**ASSIGNED TASK:**
One number alone answers this: the count of lines below in which the word "what" is found.
::::
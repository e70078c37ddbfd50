//! Defines the core data models and database queries for transactions.
//!
//! Every query takes the owner's [UserID] and filters on it in SQL, so a
//! user can never read or change another user's rows.

use std::fmt::Display;

use rusqlite::{
    Connection, Row,
    types::{FromSql, FromSqlError, FromSqlResult, ToSql, ToSqlOutput, ValueRef},
};
use serde::{Deserialize, Serialize};
use time::{OffsetDateTime, UtcOffset};
use uuid::Uuid;

use crate::{Error, UserID};

// ============================================================================
// MODELS
// ============================================================================

/// A newtype wrapper for transaction IDs.
///
/// IDs are random UUIDs stored as text in the database.
#[derive(Clone, Copy, Debug, PartialEq, Eq, Serialize, Deserialize, Hash)]
pub struct TransactionId(Uuid);

impl TransactionId {
    /// Generate a new, random transaction ID.
    pub fn new_random() -> Self {
        Self(Uuid::new_v4())
    }
}

impl Display for TransactionId {
    fn fmt(&self, f: &mut std::fmt::Formatter<'_>) -> std::fmt::Result {
        self.0.fmt(f)
    }
}

impl ToSql for TransactionId {
    fn to_sql(&self) -> rusqlite::Result<ToSqlOutput<'_>> {
        Ok(ToSqlOutput::from(self.0.to_string()))
    }
}

impl FromSql for TransactionId {
    fn column_result(value: ValueRef<'_>) -> FromSqlResult<Self> {
        Uuid::parse_str(value.as_str()?)
            .map(Self)
            .map_err(|error| FromSqlError::Other(Box::new(error)))
    }
}

/// An expense or income, i.e. an event where money was either spent or earned.
///
/// To create a new `Transaction`, use [NewTransaction::new] and [create_transaction].
#[derive(Debug, Clone, PartialEq)]
pub struct Transaction {
    /// The ID of the transaction.
    pub id: TransactionId,
    /// A short text description of what the transaction was for.
    pub label: String,
    /// The amount of money spent (negative) or earned (positive).
    pub amount: f64,
    /// When the transaction happened, in UTC.
    pub date: OffsetDateTime,
    /// The user that owns the transaction.
    pub user_id: UserID,
    /// When the row was inserted.
    pub created_at: OffsetDateTime,
    /// When the row was last changed. Rows are never edited, so this equals `created_at`.
    pub updated_at: OffsetDateTime,
}

/// A validated transaction that has not been saved yet.
#[derive(Debug, Clone, PartialEq)]
pub struct NewTransaction {
    label: String,
    amount: f64,
    date: Option<OffsetDateTime>,
}

impl NewTransaction {
    /// Validate the fields for a new transaction.
    ///
    /// The label is stored trimmed. The date defaults to the time the
    /// transaction is inserted, use [NewTransaction::date] to override it.
    ///
    /// # Errors
    ///
    /// Returns a:
    /// - [Error::EmptyLabel] if `label` is empty or only whitespace,
    /// - [Error::NonFiniteAmount] if `amount` is NaN or infinite.
    pub fn new(label: &str, amount: f64) -> Result<Self, Error> {
        let label = label.trim();

        if label.is_empty() {
            return Err(Error::EmptyLabel);
        }

        if !amount.is_finite() {
            return Err(Error::NonFiniteAmount);
        }

        Ok(Self {
            label: label.to_owned(),
            amount,
            date: None,
        })
    }

    /// Set when the transaction happened, stored in UTC.
    pub fn date(mut self, date: OffsetDateTime) -> Self {
        self.date = Some(date.to_offset(UtcOffset::UTC));
        self
    }

    /// The trimmed label.
    pub fn label(&self) -> &str {
        &self.label
    }

    /// The signed amount.
    pub fn amount(&self) -> f64 {
        self.amount
    }
}

// ============================================================================
// DATABASE FUNCTIONS
// ============================================================================

/// Create the transaction table in the database.
///
/// # Errors
/// Returns an error if the table cannot be created or if there is an SQL error.
pub fn create_transaction_table(connection: &Connection) -> Result<(), rusqlite::Error> {
    connection.execute(
        "CREATE TABLE IF NOT EXISTS \"transaction\" (
                id TEXT PRIMARY KEY,
                label TEXT NOT NULL CHECK(trim(label) <> ''),
                amount REAL NOT NULL,
                date TEXT NOT NULL,
                user_id TEXT NOT NULL,
                created_at TEXT NOT NULL,
                updated_at TEXT NOT NULL,
                FOREIGN KEY(user_id) REFERENCES user(id) ON UPDATE CASCADE ON DELETE CASCADE
                )",
        (),
    )?;

    // Composite index used by the dashboard queries.
    connection.execute(
        "CREATE INDEX IF NOT EXISTS idx_transaction_user_date ON \"transaction\"(user_id, date);",
        (),
    )?;

    Ok(())
}

/// Create a new transaction owned by `owner`.
///
/// # Errors
/// This function will return a [Error::SqlError] if there is an SQL error,
/// e.g. `owner` does not refer to a registered user.
pub fn create_transaction(
    owner: UserID,
    new_transaction: NewTransaction,
    connection: &Connection,
) -> Result<Transaction, Error> {
    let now = OffsetDateTime::now_utc();
    let date = new_transaction.date.unwrap_or(now);

    let transaction = connection
        .prepare(
            "INSERT INTO \"transaction\" (id, label, amount, date, user_id, created_at, updated_at)
             VALUES (?1, ?2, ?3, ?4, ?5, ?6, ?7)
             RETURNING id, label, amount, date, user_id, created_at, updated_at",
        )?
        .query_row(
            (
                TransactionId::new_random(),
                new_transaction.label,
                new_transaction.amount,
                date,
                owner,
                now,
                now,
            ),
            map_transaction_row,
        )?;

    Ok(transaction)
}

/// Get all of `owner`'s transactions, newest first.
///
/// Transactions with the same date are ordered by most recently inserted first.
///
/// # Errors
/// This function will return a [Error::SqlError] if there is an SQL error.
pub fn list_transactions(
    owner: UserID,
    connection: &Connection,
) -> Result<Vec<Transaction>, Error> {
    connection
        .prepare(
            "SELECT id, label, amount, date, user_id, created_at, updated_at
             FROM \"transaction\"
             WHERE user_id = :user_id
             ORDER BY date DESC, rowid DESC",
        )?
        .query_map(&[(":user_id", &owner)], map_transaction_row)?
        .map(|maybe_transaction| maybe_transaction.map_err(Error::from))
        .collect()
}

/// The number of rows changed by a query.
pub type RowsAffected = usize;

/// Delete the transaction `id` if it belongs to `owner`.
///
/// Deleting a transaction that does not exist or belongs to another user
/// affects zero rows and is not an error.
///
/// # Errors
/// This function will return a [Error::SqlError] if there is an SQL error.
pub fn delete_transaction(
    owner: UserID,
    id: TransactionId,
    connection: &Connection,
) -> Result<RowsAffected, Error> {
    connection
        .execute(
            "DELETE FROM \"transaction\" WHERE id = ?1 AND user_id = ?2",
            (id, owner),
        )
        .map_err(|error| error.into())
}

/// Map a database row to a Transaction.
pub fn map_transaction_row(row: &Row) -> Result<Transaction, rusqlite::Error> {
    let id = row.get(0)?;
    let label = row.get(1)?;
    let amount = row.get(2)?;
    let date = row.get(3)?;
    let user_id = row.get(4)?;
    let created_at = row.get(5)?;
    let updated_at = row.get(6)?;

    Ok(Transaction {
        id,
        label,
        amount,
        date,
        user_id,
        created_at,
        updated_at,
    })
}

// ============================================================================
// TESTS
// ============================================================================


#[cfg(test)]
mod database_tests {
    use time::{OffsetDateTime, macros::datetime};

    use crate::{
        Error,
        test_utils::{create_test_user, get_test_connection},
        transaction::{
            NewTransaction, TransactionId, create_transaction, delete_transaction,
            list_transactions,
        },
    };

    #[test]
    fn create_then_list_returns_new_row() {
        let conn = get_test_connection();
        let user = create_test_user(&conn, "alice@example.com");

        let created = create_transaction(
            user.id,
            NewTransaction::new("salary", 20000.0).unwrap(),
            &conn,
        )
        .expect("Could not create transaction");

        let transactions = list_transactions(user.id, &conn).unwrap();

        assert_eq!(transactions, vec![created.clone()]);
        assert_eq!(created.label, "salary");
        assert_eq!(created.amount, 20000.0);
        assert_eq!(created.user_id, user.id);
        assert_eq!(created.created_at, created.updated_at);
    }

    #[test]
    fn date_defaults_to_now() {
        let conn = get_test_connection();
        let user = create_test_user(&conn, "alice@example.com");
        let before = OffsetDateTime::now_utc();

        let created =
            create_transaction(user.id, NewTransaction::new("tea", -3.0).unwrap(), &conn).unwrap();

        assert!(created.date >= before);
        assert!(created.date <= OffsetDateTime::now_utc());
    }

    #[test]
    fn create_fails_for_unknown_owner() {
        let conn = get_test_connection();

        let result = create_transaction(
            crate::UserID::new_random(),
            NewTransaction::new("tea", -3.0).unwrap(),
            &conn,
        );

        assert!(matches!(result, Err(Error::SqlError(_))), "got {result:?}");
    }

    #[test]
    fn label_check_constraint_rejects_blank_label() {
        let conn = get_test_connection();
        let user = create_test_user(&conn, "alice@example.com");

        let result = conn.execute(
            "INSERT INTO \"transaction\" (id, label, amount, date, user_id, created_at, updated_at)
             VALUES ('x', '   ', 1.0, '2025-01-01', ?1, '2025-01-01', '2025-01-01')",
            [user.id],
        );

        assert!(result.is_err());
    }

    #[test]
    fn list_is_newest_first() {
        let conn = get_test_connection();
        let user = create_test_user(&conn, "alice@example.com");
        for (label, date) in [
            ("middle", datetime!(2025-03-02 09:00 UTC)),
            ("oldest", datetime!(2025-03-01 09:00 UTC)),
            ("newest", datetime!(2025-03-03 09:00 UTC)),
        ] {
            create_transaction(
                user.id,
                NewTransaction::new(label, 1.0).unwrap().date(date),
                &conn,
            )
            .unwrap();
        }

        let labels: Vec<String> = list_transactions(user.id, &conn)
            .unwrap()
            .into_iter()
            .map(|transaction| transaction.label)
            .collect();

        assert_eq!(labels, ["newest", "middle", "oldest"]);
    }

    #[test]
    fn list_orders_by_instant_across_offsets() {
        let conn = get_test_connection();
        let user = create_test_user(&conn, "alice@example.com");
        for (label, date) in [
            ("ten_utc", datetime!(2025-03-01 18:00 +08:00)),
            ("twelve_utc", datetime!(2025-03-01 04:00 -08:00)),
        ] {
            create_transaction(
                user.id,
                NewTransaction::new(label, 1.0).unwrap().date(date),
                &conn,
            )
            .unwrap();
        }

        let transactions = list_transactions(user.id, &conn).unwrap();
        let labels: Vec<&str> = transactions
            .iter()
            .map(|transaction| transaction.label.as_str())
            .collect();

        assert_eq!(labels, ["twelve_utc", "ten_utc"]);
        assert_eq!(transactions[0].date, datetime!(2025-03-01 12:00 UTC));
        assert_eq!(transactions[0].date.offset(), time::UtcOffset::UTC);
    }

    #[test]
    fn list_breaks_date_ties_by_insertion_order() {
        let conn = get_test_connection();
        let user = create_test_user(&conn, "alice@example.com");
        let date = datetime!(2025-03-01 09:00 UTC);
        for label in ["first", "second", "third"] {
            create_transaction(
                user.id,
                NewTransaction::new(label, 1.0).unwrap().date(date),
                &conn,
            )
            .unwrap();
        }

        let labels: Vec<String> = list_transactions(user.id, &conn)
            .unwrap()
            .into_iter()
            .map(|transaction| transaction.label)
            .collect();

        assert_eq!(labels, ["third", "second", "first"]);
    }

    #[test]
    fn list_only_returns_owners_rows() {
        let conn = get_test_connection();
        let alice = create_test_user(&conn, "alice@example.com");
        let bob = create_test_user(&conn, "bob@example.com");
        create_transaction(alice.id, NewTransaction::new("a", 1.0).unwrap(), &conn).unwrap();
        create_transaction(bob.id, NewTransaction::new("b", 2.0).unwrap(), &conn).unwrap();

        let transactions = list_transactions(alice.id, &conn).unwrap();

        assert_eq!(transactions.len(), 1);
        assert_eq!(transactions[0].label, "a");
    }

    #[test]
    fn delete_removes_own_row() {
        let conn = get_test_connection();
        let user = create_test_user(&conn, "alice@example.com");
        let transaction =
            create_transaction(user.id, NewTransaction::new("a", 1.0).unwrap(), &conn).unwrap();

        let rows_affected = delete_transaction(user.id, transaction.id, &conn).unwrap();

        assert_eq!(rows_affected, 1);
        assert_eq!(list_transactions(user.id, &conn).unwrap(), vec![]);
    }

    #[test]
    fn delete_leaves_other_users_row_unchanged() {
        let conn = get_test_connection();
        let alice = create_test_user(&conn, "alice@example.com");
        let mallory = create_test_user(&conn, "mallory@example.com");
        let transaction =
            create_transaction(alice.id, NewTransaction::new("a", 1.0).unwrap(), &conn).unwrap();

        let rows_affected = delete_transaction(mallory.id, transaction.id, &conn).unwrap();

        assert_eq!(rows_affected, 0);
        assert_eq!(list_transactions(alice.id, &conn).unwrap(), vec![transaction]);
    }

    #[test]
    fn delete_missing_row_affects_nothing() {
        let conn = get_test_connection();
        let user = create_test_user(&conn, "alice@example.com");

        let rows_affected = delete_transaction(user.id, TransactionId::new_random(), &conn);

        assert_eq!(rows_affected, Ok(0));
    }

    #[test]
    fn deleting_user_cascades_to_transactions() {
        let conn = get_test_connection();
        let user = create_test_user(&conn, "alice@example.com");
        create_transaction(user.id, NewTransaction::new("a", 1.0).unwrap(), &conn).unwrap();

        conn.execute("DELETE FROM user WHERE id = ?1", [user.id])
            .unwrap();

        let count: i64 = conn
            .query_row("SELECT COUNT(*) FROM \"transaction\"", [], |row| row.get(0))
            .unwrap();
        assert_eq!(count, 0);
    }
}
//! The page shown when a route or resource does not exist.
use axum::{
    http::StatusCode,
    response::{Html, IntoResponse, Response},
};

use crate::html::error_view;

/// Renders the 404 page.
pub struct NotFoundError;

impl IntoResponse for NotFoundError {
    fn into_response(self) -> Response {
        (
            StatusCode::NOT_FOUND,
            Html(
                error_view(
                    "Not Found",
                    "404",
                    "Something's missing.",
                    "Sorry, we can't find that page. You'll find lots to explore on the home page.",
                )
                .into_string(),
            ),
        )
            .into_response()
    }
}

pub async fn get_404_not_found() -> Response {
    NotFoundError.into_response()
}
//! The two ways of adding a transaction: describing it to the assistant, or
//! entering the label and amount by hand.

use maud::{Markup, html};

use crate::{
    endpoints,
    html::{
        BUTTON_AI_STYLE, BUTTON_PRIMARY_STYLE, CARD_STYLE, FORM_LABEL_STYLE,
        FORM_TEXT_INPUT_STYLE, loading_spinner,
    },
};

/// Example sentences shown under the assistant input.
const AI_INPUT_EXAMPLES: [&str; 2] = ["今天买咖啡花了35元", "发工资了20000元"];

/// The free-text input that is sent to the assistant.
///
/// The input and button are disabled while the request is in flight.
pub(super) fn ai_input_form() -> Markup {
    html! {
        section
            class="w-full mb-8 p-6 rounded-lg border border-purple-100 dark:border-purple-900
                bg-gradient-to-r from-purple-50 to-blue-50 dark:from-gray-800 dark:to-gray-800"
        {
            h2 class="text-lg font-bold mb-2 text-purple-900 dark:text-purple-200" { "✨ AI bookkeeping" }

            p class="text-sm text-purple-600 dark:text-purple-300 mb-4"
            {
                "Try: "
                @for (i, example) in AI_INPUT_EXAMPLES.iter().enumerate() {
                    @if i > 0 { " or " }
                    q data-example { (example) }
                }
            }

            form
                id="ai-form"
                hx-post=(endpoints::AI_TRANSACTIONS_API)
                hx-target="#alert-container"
                hx-target-error="#alert-container"
                hx-indicator="#ai-submit"
                hx-disabled-elt="#ai-text, #ai-submit"
                data-reset-on-success
                class="flex gap-2"
            {
                input
                    id="ai-text"
                    name="text"
                    type="text"
                    placeholder="Tell the assistant what you spent or earned..."
                    required
                    autocomplete="off"
                    class={ "flex-1 " (FORM_TEXT_INPUT_STYLE) };

                button id="ai-submit" type="submit" class=(BUTTON_AI_STYLE)
                {
                    span id="ai-indicator" class="htmx-indicator"
                    {
                        (loading_spinner())
                        "Thinking…"
                    }
                    span class="[.htmx-request_&]:hidden" { "Send" }
                }
            }
        }
    }
}

/// The form for entering a transaction by hand.
pub(super) fn manual_transaction_form() -> Markup {
    html! {
        section class={ "w-full mb-8 " (CARD_STYLE) }
        {
            h2 class="text-lg font-bold mb-4" { "Add a transaction" }

            form
                id="manual-form"
                hx-post=(endpoints::TRANSACTIONS_API)
                hx-target="#alert-container"
                hx-target-error="#alert-container"
                hx-disabled-elt="#manual-submit"
                data-reset-on-success
                class="flex flex-col sm:flex-row gap-4 sm:items-end"
            {
                div class="flex-1"
                {
                    label for="label" class=(FORM_LABEL_STYLE) { "Label" }

                    input
                        id="label"
                        name="label"
                        type="text"
                        placeholder="e.g. taxi, salary"
                        required
                        class=(FORM_TEXT_INPUT_STYLE);
                }

                div class="sm:w-40"
                {
                    label for="amount" class=(FORM_LABEL_STYLE) { "Amount (¥)" }

                    input
                        id="amount"
                        name="amount"
                        type="number"
                        step="0.01"
                        placeholder="-35.00"
                        required
                        class=(FORM_TEXT_INPUT_STYLE);
                }

                div class="sm:w-32"
                {
                    button id="manual-submit" type="submit" class=(BUTTON_PRIMARY_STYLE) { "Add" }
                }
            }
        }
    }
}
::::
**ANSWER FOR THE TASK:**
2